**WORK INSTRUCTIONS**
State how many lines in these records contain the word "alice", and nothing else.

>>>>>

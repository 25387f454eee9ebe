//! Reference gallery: labelled embeddings loaded once from a directory.

use crate::analyzer::FaceAnalyzer;
use crate::pipeline::open_image;
use crate::types::{Embedding, ReferenceEntry};
use std::path::{Path, PathBuf};
use thiserror::Error;

/// File extensions accepted as reference images (compared case-insensitively).
pub const REFERENCE_EXTENSIONS: [&str; 3] = ["jpg", "jpeg", "png"];

#[derive(Error, Debug)]
pub enum GalleryError {
    #[error("cannot read reference directory {path}: {source}")]
    ReadDir {
        path: PathBuf,
        #[source]
        source: std::io::Error,
    },
}

/// A reference image that did not produce an entry.
#[derive(Debug, Clone)]
pub struct SkippedReference {
    pub name: String,
    pub reason: String,
}

/// Immutable, ordered set of reference entries.
#[derive(Debug, Clone, Default)]
pub struct Gallery {
    entries: Vec<ReferenceEntry>,
    skipped: Vec<SkippedReference>,
}

impl Gallery {
    pub fn from_entries(entries: Vec<ReferenceEntry>) -> Self {
        Self { entries, skipped: Vec::new() }
    }

    /// Scan `dir` and embed the first face of every reference image.
    ///
    /// Files are visited in name order. Images that fail to decode or
    /// contain no face are logged and recorded in [`Gallery::skipped`].
    pub fn load(dir: &Path, analyzer: &mut dyn FaceAnalyzer) -> Result<Self, GalleryError> {
        let read_err = |source| GalleryError::ReadDir { path: dir.to_path_buf(), source };

        let mut files = Vec::new();
        for entry in std::fs::read_dir(dir).map_err(read_err)? {
            let path = entry.map_err(read_err)?.path();
            if path.is_file() && is_reference_image(&path) {
                files.push(path);
            }
        }
        files.sort();

        let mut gallery = Gallery::default();
        for path in files {
            let name = path
                .file_name()
                .map(|n| n.to_string_lossy().into_owned())
                .unwrap_or_default();

            match embed_reference(&path, analyzer) {
                Ok(entry_embedding) => {
                    tracing::debug!(name = %name, "reference loaded");
                    gallery.entries.push(ReferenceEntry { name, embedding: entry_embedding });
                }
                Err(reason) => {
                    tracing::warn!(name = %name, %reason, "skipping reference image");
                    gallery.skipped.push(SkippedReference { name, reason });
                }
            }
        }

        tracing::info!(
            dir = %dir.display(),
            references = gallery.entries.len(),
            skipped = gallery.skipped.len(),
            "reference gallery loaded"
        );
        Ok(gallery)
    }

    pub fn entries(&self) -> &[ReferenceEntry] {
        &self.entries
    }

    pub fn skipped(&self) -> &[SkippedReference] {
        &self.skipped
    }

    pub fn len(&self) -> usize {
        self.entries.len()
    }

    pub fn is_empty(&self) -> bool {
        self.entries.is_empty()
    }

    pub fn names(&self) -> impl Iterator<Item = &str> {
        self.entries.iter().map(|e| e.name.as_str())
    }
}

fn is_reference_image(path: &Path) -> bool {
    path.extension()
        .and_then(|ext| ext.to_str())
        .map(|ext| REFERENCE_EXTENSIONS.iter().any(|known| ext.eq_ignore_ascii_case(known)))
        .unwrap_or(false)
}

fn embed_reference(
    path: &Path,
    analyzer: &mut dyn FaceAnalyzer,
) -> Result<Embedding, String> {
    let image = open_image(path).map_err(|e| format!("decode failed: {e}"))?;
    analyzer
        .analyze_primary(&image)
        .map_err(|e| e.to_string())?
        .map(|face| face.embedding)
        .ok_or_else(|| "no face detected".to_string())
}

#[cfg(test)]
mod tests {
    use super::*;
    use crate::analyzer::AnalyzerError;
    use crate::types::{BoundingBox, DetectedFace};
    use image::{ImageFormat, Rgb, RgbImage};
    use std::io::Cursor;

    /// Embeds the top-left pixel colour; near-black images have no face.
    struct ColourAnalyzer;

    impl FaceAnalyzer for ColourAnalyzer {
        fn analyze(&mut self, image: &RgbImage) -> Result<Vec<DetectedFace>, AnalyzerError> {
            let Rgb([r, g, b]) = *image.get_pixel(0, 0);
            if r < 16 && g < 16 && b < 16 {
                return Ok(Vec::new());
            }
            Ok(vec![DetectedFace {
                bbox: BoundingBox {
                    x: 0.0, y: 0.0, width: 1.0, height: 1.0, confidence: 1.0, landmarks: None,
                },
                embedding: Embedding::new(vec![r as f32, g as f32, b as f32]),
            }])
        }
    }

    /// Reports two faces from `analyze`; counts which entry point ran.
    #[derive(Default)]
    struct GroupAnalyzer {
        full_passes: usize,
        primary_passes: usize,
    }

    impl GroupAnalyzer {
        fn face(value: f32) -> DetectedFace {
            DetectedFace {
                bbox: BoundingBox {
                    x: 0.0, y: 0.0, width: 1.0, height: 1.0, confidence: 1.0, landmarks: None,
                },
                embedding: Embedding::new(vec![value]),
            }
        }
    }

    impl FaceAnalyzer for GroupAnalyzer {
        fn analyze(&mut self, _image: &RgbImage) -> Result<Vec<DetectedFace>, AnalyzerError> {
            self.full_passes += 1;
            Ok(vec![Self::face(1.0), Self::face(2.0)])
        }

        fn analyze_primary(&mut self, _image: &RgbImage) -> Result<Option<DetectedFace>, AnalyzerError> {
            self.primary_passes += 1;
            Ok(Some(Self::face(1.0)))
        }
    }

    fn write_image(dir: &Path, name: &str, colour: [u8; 3]) {
        RgbImage::from_pixel(8, 8, Rgb(colour)).save(dir.join(name)).unwrap();
    }

    #[test]
    fn test_load_sorted_and_filtered() {
        let dir = tempfile::tempdir().unwrap();
        write_image(dir.path(), "bob.png", [0, 200, 0]);
        write_image(dir.path(), "alice.PNG", [200, 0, 0]);
        std::fs::write(dir.path().join("notes.txt"), "not an image").unwrap();
        std::fs::create_dir(dir.path().join("nested.png")).unwrap();

        let gallery = Gallery::load(dir.path(), &mut ColourAnalyzer).unwrap();
        assert_eq!(gallery.names().collect::<Vec<_>>(), vec!["alice.PNG", "bob.png"]);
        assert!(gallery.skipped().is_empty());
        assert!((gallery.entries()[0].embedding.values[0] - 200.0).abs() < 1e-6);
    }

    #[test]
    fn test_faceless_and_corrupt_references_are_skipped() {
        let dir = tempfile::tempdir().unwrap();
        write_image(dir.path(), "blank.png", [0, 0, 0]);
        write_image(dir.path(), "carol.png", [0, 0, 200]);
        std::fs::write(dir.path().join("broken.jpg"), b"definitely not a jpeg").unwrap();

        let gallery = Gallery::load(dir.path(), &mut ColourAnalyzer).unwrap();
        assert_eq!(gallery.names().collect::<Vec<_>>(), vec!["carol.png"]);

        let skipped: Vec<_> = gallery.skipped().iter().map(|s| s.name.as_str()).collect();
        assert_eq!(skipped, vec!["blank.png", "broken.jpg"]);
        assert_eq!(gallery.skipped()[0].reason, "no face detected");
    }

    #[test]
    fn test_empty_directory_is_valid() {
        let dir = tempfile::tempdir().unwrap();
        let gallery = Gallery::load(dir.path(), &mut ColourAnalyzer).unwrap();
        assert!(gallery.is_empty());
        assert_eq!(gallery.len(), 0);
    }

    #[test]
    fn test_missing_directory_is_an_error() {
        let dir = tempfile::tempdir().unwrap();
        let missing = dir.path().join("nope");
        let err = Gallery::load(&missing, &mut ColourAnalyzer).unwrap_err();
        assert!(err.to_string().contains("nope"));
    }

    #[test]
    fn test_reference_format_detected_from_content() {
        let dir = tempfile::tempdir().unwrap();
        let mut png = Cursor::new(Vec::new());
        RgbImage::from_pixel(8, 8, Rgb([0, 120, 0]))
            .write_to(&mut png, ImageFormat::Png)
            .unwrap();
        std::fs::write(dir.path().join("alice.jpg"), png.into_inner()).unwrap();

        let gallery = Gallery::load(dir.path(), &mut ColourAnalyzer).unwrap();
        assert_eq!(gallery.names().collect::<Vec<_>>(), vec!["alice.jpg"]);
        assert!(gallery.skipped().is_empty());
        assert!((gallery.entries()[0].embedding.values[1] - 120.0).abs() < 1e-6);
    }

    #[test]
    fn test_references_embed_only_the_primary_face() {
        let dir = tempfile::tempdir().unwrap();
        write_image(dir.path(), "group.png", [90, 90, 90]);
        write_image(dir.path(), "team.jpg", [90, 90, 90]);

        let mut analyzer = GroupAnalyzer::default();
        let gallery = Gallery::load(dir.path(), &mut analyzer).unwrap();
        assert_eq!(gallery.len(), 2);
        assert_eq!(analyzer.primary_passes, 2);
        assert_eq!(analyzer.full_passes, 0);
        assert!(gallery.entries().iter().all(|e| e.embedding.values == vec![1.0]));
    }

    #[test]
    fn test_default_primary_is_first_face() {
        let image = RgbImage::from_pixel(4, 4, Rgb([200, 10, 10]));
        let face = ColourAnalyzer.analyze_primary(&image).unwrap().unwrap();
        assert!((face.embedding.values[0] - 200.0).abs() < 1e-6);

        let blank = RgbImage::new(4, 4);
        assert!(ColourAnalyzer.analyze_primary(&blank).unwrap().is_none());
    }
}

<<<<<

**EXERCISE RESULT**
4